Verification workflow

  1. Confirm the map pairs correctly. ls dist/assets/*.js.map and check that every JS chunk you intend to attribute has a matching .js.map with the same hash suffix.
  2. Run attribution and check the unmapped share. [unmapped] should stay under roughly 5% for a healthy build; investigate the loader chain if it doesn’t.
  3. Cross-check against Chrome DevTools. Open DevTools → Sources on the deployed (or locally served) chunk, confirm the original file tree resolves, and spot-check that a large attributed module in the treemap corresponds to a real, current import in your codebase.
  4. Diff --json output against the previous release. A new entry, or a jump in an existing entry’s byte count, should map to an identifiable dependency bump or code change — if it doesn’t, re-run the build clean.
  5. Automate the check. Wire the JSON diff into the same CI stage that runs your performance budget gate so attribution regressions block a merge rather than surfacing weeks later in a routine audit.
  6. Re-run after the fix, not just before it. Attribution is only proof of a diagnosis until the fix lands; re-run the same source-map-explorer command against the post-fix build and confirm the flagged module’s attributed byte count actually dropped by the amount you expected — a resolve.dedupe rule that silently fails to match, for example, will leave the duplicate’s byte count unchanged even though the config looks correct.

Treat this checklist as a loop rather than a one-time pass: each production release that adds dependencies is a candidate for a fresh attribution run, particularly on chunks that sit close to their configured budget threshold.

FAQ

Can I attribute bundle bytes without generating a source map?

Not reliably. Minified identifiers and concatenated module scopes make it impossible to tell which original file a given byte range came from without a map. Bundle analyzers that skip the map can only show you which entry point pulled in a dependency, not how many bytes of the final minified chunk that dependency actually occupies.

Does generating a source map for analysis slow down my production build?

Only if you leave the map enabled permanently. Generate it as a one-off diagnostic run — a CI job or a local build with sourcemaps forced on — attribute the bloat, apply the fix, then return devtool or build.sourcemap to your normal production setting. A single extra build with maps enabled typically costs 15–40% more build time but does not affect the shipped bundle.

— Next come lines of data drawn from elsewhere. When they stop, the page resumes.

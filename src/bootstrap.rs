use crate::audio::AnalyserSpectrum;
use crate::constants::INITIALIZED_ATTR;
use crate::dom::{self, DomAttributes, DomSurface};
use crate::events;
use crate::geometry::SvgPathGeometry;
use crate::mounted::{with_mounted, Driver, Kind, Mounted};
use crate::observers::{self, Observer};
use crate::scheduler::WebScheduler;
use kinesis_core::adapters::{
    Adapter, AudioAdapter, DepthAdapter, PathAdapter, PointerAdapter, ProximityAdapter,
    ScrollAdapter,
};
use kinesis_core::config::{attrs, AudioConfig, InteractionMode, ProximityConfig};
use kinesis_core::{Controller, Mount};
use std::cell::RefCell;
use std::rc::{Rc, Weak};
use wasm_bindgen_futures::spawn_local;
use web_sys as web;

thread_local! {
    static REGISTRY: RefCell<Vec<Rc<RefCell<Mounted>>>> = const { RefCell::new(Vec::new()) };
    static DOCUMENT_OBSERVER: RefCell<Option<Observer>> = const { RefCell::new(None) };
}

/// Mount every marked container that is not initialized yet.
pub fn scan(document: &web::Document) {
    for kind in Kind::ALL {
        for el in dom::document_query_all(document, &format!("[{}]", kind.marker())) {
            if el.has_attribute(INITIALIZED_ATTR) {
                continue;
            }
            if let Err(e) = mount(kind, &el) {
                log::warn!("[bootstrap] skipping [{}]: {e:#}", kind.marker());
            }
        }
    }
}

/// Rescan whenever nodes are added to or removed from `root`.
pub fn watch_document(root: &web::Element) -> anyhow::Result<()> {
    let observer = observers::child_list(root, || {
        prune();
        if let Some(document) = dom::window_document() {
            scan(&document);
        }
    })?;
    DOCUMENT_OBSERVER.with(|o| *o.borrow_mut() = Some(observer));
    Ok(())
}

fn generic<A: Adapter + 'static>(
    adapter: A,
    scheduler: WebScheduler,
    surface: &mut DomSurface,
) -> Driver {
    Driver::Generic(Box::new(Controller::new(adapter, scheduler, surface)))
}

pub fn mount(kind: Kind, el: &web::HtmlElement) -> anyhow::Result<()> {
    let window = web::window().ok_or_else(|| anyhow::anyhow!("no window"))?;
    let document = window
        .document()
        .ok_or_else(|| anyhow::anyhow!("no document"))?;

    let children = match kind.child_marker() {
        Some(marker) => dom::query_all(el, &format!("[{marker}]")),
        None => vec![el.clone()],
    };
    let container_attrs = DomAttributes(el);
    let child_attrs: Vec<DomAttributes> = children.iter().map(|c| DomAttributes(c)).collect();
    let container = Mount::new(&container_attrs, dom::baseline_transform(&window, el));
    let child_mounts: Vec<Mount> = child_attrs
        .iter()
        .zip(&children)
        .map(|(a, c)| Mount::new(a, dom::baseline_transform(&window, c)))
        .collect();

    let mode = kind.interaction(&container_attrs);
    let scheduler = WebScheduler::new(window.clone());
    let hook = scheduler.hook();
    let mut surface = DomSurface::new(window.clone(), el.clone(), children.clone());
    let driver = match kind {
        Kind::Transformer if mode == InteractionMode::Scroll => generic(
            ScrollAdapter::new(container, child_mounts)?,
            scheduler,
            &mut surface,
        ),
        Kind::Transformer => generic(
            PointerAdapter::new(container, child_mounts)?,
            scheduler,
            &mut surface,
        ),
        Kind::ScrollItem => generic(ScrollAdapter::standalone(container)?, scheduler, &mut surface),
        Kind::Distance => {
            let config = ProximityConfig::from_attributes(&container_attrs).container;
            generic(
                ProximityAdapter::new(config, child_mounts)?,
                scheduler,
                &mut surface,
            )
        }
        Kind::Path => {
            let geometry = Box::new(SvgPathGeometry::new(&document));
            generic(
                PathAdapter::new(container, child_mounts, geometry)?,
                scheduler,
                &mut surface,
            )
        }
        Kind::Depth => generic(
            DepthAdapter::new(container, child_mounts)?,
            scheduler,
            &mut surface,
        ),
        Kind::Audio => {
            let config = AudioConfig::from_attributes(&container_attrs)?;
            let spectrum = AnalyserSpectrum::new(&document, el, &config.source)?;
            let adapter = AudioAdapter::new(container, child_mounts, Box::new(spectrum))?;
            Driver::Audio(Controller::new(adapter, scheduler, &mut surface))
        }
    };

    let shared = Rc::new(RefCell::new(Mounted {
        kind,
        mode,
        driver,
        surface,
        listeners: Vec::new(),
        observers: Vec::new(),
    }));
    let weak = Rc::downgrade(&shared);
    hook.set({
        let weak = weak.clone();
        move |handle| with_mounted(&weak, |m| m.on_task(handle))
    });
    let _ = el.set_attribute(INITIALIZED_ATTR, "true");
    if let Err(e) = bind(&shared, &weak, el, &window, &document) {
        shared.borrow_mut().teardown();
        return Err(e);
    }
    log::info!(
        "[bootstrap] mounted [{}] with {} children",
        kind.marker(),
        children.len()
    );
    REGISTRY.with(|r| r.borrow_mut().push(shared));
    Ok(())
}

fn bind(
    shared: &Rc<RefCell<Mounted>>,
    weak: &Weak<RefCell<Mounted>>,
    el: &web::HtmlElement,
    window: &web::Window,
    document: &web::Document,
) -> anyhow::Result<()> {
    let (kind, mode) = {
        let m = shared.borrow();
        (m.kind, m.mode)
    };
    let listeners = events::bind_input(weak, kind.wiring(mode), el, window, document)?;
    let watched: Vec<&str> = attrs::CONTAINER_WATCHED
        .iter()
        .chain(attrs::ELEMENT_WATCHED)
        .copied()
        .collect();
    let observers = vec![
        observers::visibility(el, {
            let weak = weak.clone();
            move |visible| with_mounted(&weak, |m| m.on_visibility(visible))
        })?,
        observers::attributes(el, &watched, {
            let weak = weak.clone();
            move || on_attributes_changed(&weak)
        })?,
    ];
    let mut m = shared.borrow_mut();
    m.listeners = listeners;
    m.observers = observers;
    Ok(())
}

fn on_attributes_changed(weak: &Weak<RefCell<Mounted>>) {
    let mut rebuild = None;
    with_mounted(weak, |m| {
        if !m.reload() {
            rebuild = Some(m.surface.container().clone());
        }
    });
    if let Some(el) = rebuild {
        // The observer delivering this call belongs to the mount being replaced.
        spawn_local(async move { remount(&el) });
    }
}

fn remount(el: &web::HtmlElement) {
    destroy(el);
    if let Some(kind) = Kind::detect(el) {
        log::info!("[bootstrap] interaction changed; rebuilding [{}]", kind.marker());
        if let Err(e) = mount(kind, el) {
            log::warn!("[bootstrap] rebuild of [{}] failed: {e:#}", kind.marker());
        }
    }
}

fn take(pred: impl Fn(&Mounted) -> bool) -> Vec<Rc<RefCell<Mounted>>> {
    REGISTRY.with(|r| {
        let mut registry = r.borrow_mut();
        let (taken, kept): (Vec<_>, Vec<_>) = registry.drain(..).partition(|m| pred(&*m.borrow()));
        *registry = kept;
        taken
    })
}

fn is_container(m: &Mounted, el: &web::Element) -> bool {
    let container: &web::Element = m.surface.container();
    container == el
}

/// Tear down the container mounted on `el`. Returns whether one existed.
pub fn destroy(el: &web::Element) -> bool {
    let taken = take(|m| is_container(m, el));
    let found = !taken.is_empty();
    for m in taken {
        m.borrow_mut().teardown();
    }
    found
}

pub fn destroy_all() {
    for m in take(|_| true) {
        m.borrow_mut().teardown();
    }
}

/// Tear down containers that left the document.
pub fn prune() {
    for m in take(|m| !m.surface.container().is_connected()) {
        m.borrow_mut().teardown();
    }
}

/// Run `f` on the container mounted on `el`.
pub fn with_container<R>(el: &web::Element, f: impl FnOnce(&mut Mounted) -> R) -> Option<R> {
    let shared = REGISTRY.with(|r| {
        r.borrow()
            .iter()
            .find(|m| is_container(&m.borrow(), el))
            .cloned()
    })?;
    let mut m = shared.borrow_mut();
    Some(f(&mut m))
}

Why does source-map-explorer show a module I already deleted from my code?

The map may be stale relative to the chunk. This happens when a build cache serves an old .map file for a chunk hash that changed, or when a transitive dependency still imports the module internally even though your own code no longer does. Re-run a clean build and check whether the module still appears in the dependency graph before assuming the tool is wrong.

How is source-map-explorer different from webpack-bundle-analyzer?

webpack-bundle-analyzer reads Webpack’s internal stats.json and shows module sizes as the bundler understood them before minification. source-map-explorer works from the final minified output and its source map, so it reflects the bytes actually sent over the network — including cases where minification, scope hoisting, or manualChunks reshuffled boundaries that the stats output does not capture.